= Special measures =

Regulation in the United Kingdom

Special measures is a status applied by regulators of public services in Britain to providers who fall short of acceptable standards.

==In education (England and Wales)==
Ofsted, the schools inspection agency for England and some British Overseas Territories, and Estyn, the schools inspection agency for Wales, apply the term special measures (mesurau arbennig) to schools under their jurisdictions when they consider the school has failed to provide an acceptable standard of teaching, has poor facilities, or otherwise fails to meet the minimum standards for education set by the government and other agencies, when they judge the school lacks the leadership capacity amongst its management to ensure improvements. A school subject to special measures will have regular short-notice Ofsted or Estyn inspections to monitor its improvement. The senior managers and teaching staff can be dismissed and the school governors replaced by an appointed executive committee. If poor performance continues the school may be closed; an example was of the Frank Montgomery School in Kent.

===Notice to improve===
The current circumstances under which a school may be placed in special measures, and the procedures to follow, are stipulated by the Education Act 2005. Prior to 2005, special measures were applied to any school which was failing to supply an acceptable level of education; potential for improvement under current leadership was not taken into account. Under the new rules, schools demonstrating such potential are instead given a notice to improve and reinspected after a year.

===Actions===
Once an institution has been placed in special measures, they are presented with an action plan by the Local Authority detailing the key areas they need to develop in order to leave the category. Monitoring of this action plan then passes to HMI (His Majesty’s Inspectors) who visit the school typically once a term for 1–2 days to evaluate progress. Once HMI are satisfied that the action plan has been completed and all points satisfactorily addressed, then they will refer the school back to Ofsted and ask them to schedule a second Section 5 Inspection. If Ofsted agree with HMI’s judgement, the school is then removed from the special measures category. During a monitoring inspection an HMI can change the nature of the Inspection to a Section 5, and remove the school from Special Measures upon completion.

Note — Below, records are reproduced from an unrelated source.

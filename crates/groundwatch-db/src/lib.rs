//! Incident persistence for the Groundwatch backend.
//!
//! Two interchangeable backends implement the [`IncidentStore`] trait:
//! [`MemoryStore`] for local development and tests, and [`PostgresStore`]
//! for deployment. The service layer only ever sees the trait, so the
//! backend is a config switch, not a code path.
//!
//! # Modules
//!
//! - [`store`] -- The [`IncidentStore`] trait, query types, and purge
//!   accounting.
//! - [`memory`] -- In-process store backed by ordered maps.
//! - [`postgres`] -- `PostgreSQL` store with pooled connections and
//!   embedded migrations.
//! - [`error`] -- Shared error types.

pub mod error;
pub mod memory;
pub mod postgres;
pub mod store;

// Re-export primary types for convenience.
pub use error::StoreError;
pub use memory::MemoryStore;
pub use postgres::{PostgresConfig, PostgresStore};
pub use store::{CrowdReportQuery, IncidentStore, PurgeCounts, SosRequestQuery};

Support for schools that enter special measures comes in a variety of forms, and varies from local authority to local authority. Typically, though, schools will benefit from significant extra resources – both in terms of extra funds and consultancy from the local authority and external providers.

==In health and social care (England and Wales)==

Monitor is responsible for putting NHS foundation trusts into special measures, while the NHS Trust Development Authority is responsible for other NHS trusts. This action is normally triggered by a Care Quality Commission inspection. An improvement director will be externally appointed and the failing Trust partnered with another high-performing Trust. An action plan is produced which is published on the NHS Choices website. Monitor may suspend some or all of the freedoms a Foundation trust has to operate as an autonomous body. Changes of the leadership of the organisation may be made. In March 2021 it was announced that the special measures process would be replaced by a new oversight framework where providers, commissioners, and health systems will be allocated into one of four ‘segments’ that determine the level of scrutiny and intervention they get.
Under the new recovery support programme the equivalent of special measures is called intensive mandated support.

===Perceived effectiveness===
According to the research group Dr Foster Intelligence, the decision to put 11 trusts into special measures in July 2013 is likely to have saved hundreds of lives.

==Arts Council England==
Arts Council England put English National Opera and Colchester’s Firstsite gallery into special measures in 2015 because of concerns over governance and the company’s proposed business model. Firstsite subsequently was named Art Fund Museum of the Year 2021.

==In the water industry==
On 11 July 2024, water regulator Ofwat put Thames Water into special measures, with a "turnaround oversight regime" subject to "heightened regulatory" scrutiny. The company had over £15.2bn of debt. Ofwat said: "Thames Water faces significant issues, and as it seeks to tackle them, our draft determinations will support a major investment programme but also subject the company to new, heightened regulatory measures." Through to 2029, Thames Water is required to reduce sewage spills by 64%, cut leaks by 19% and reduce supply interruptions by two-thirds.

==In the legal system (Scotland)==
In Scotland the term 'special measures' is defined by the Victims and Witnesses (Scotland) Act 2014 to describe systems put in place by the judicial system to protect vulnerable witnesses in courts of law. This can include measures taken to protect the identity of witnesses perceived as under threat of intimidation, or witnesses in cases involving alleged sex crimes or crimes against children where the experience of the legal system itself could prove intimidating.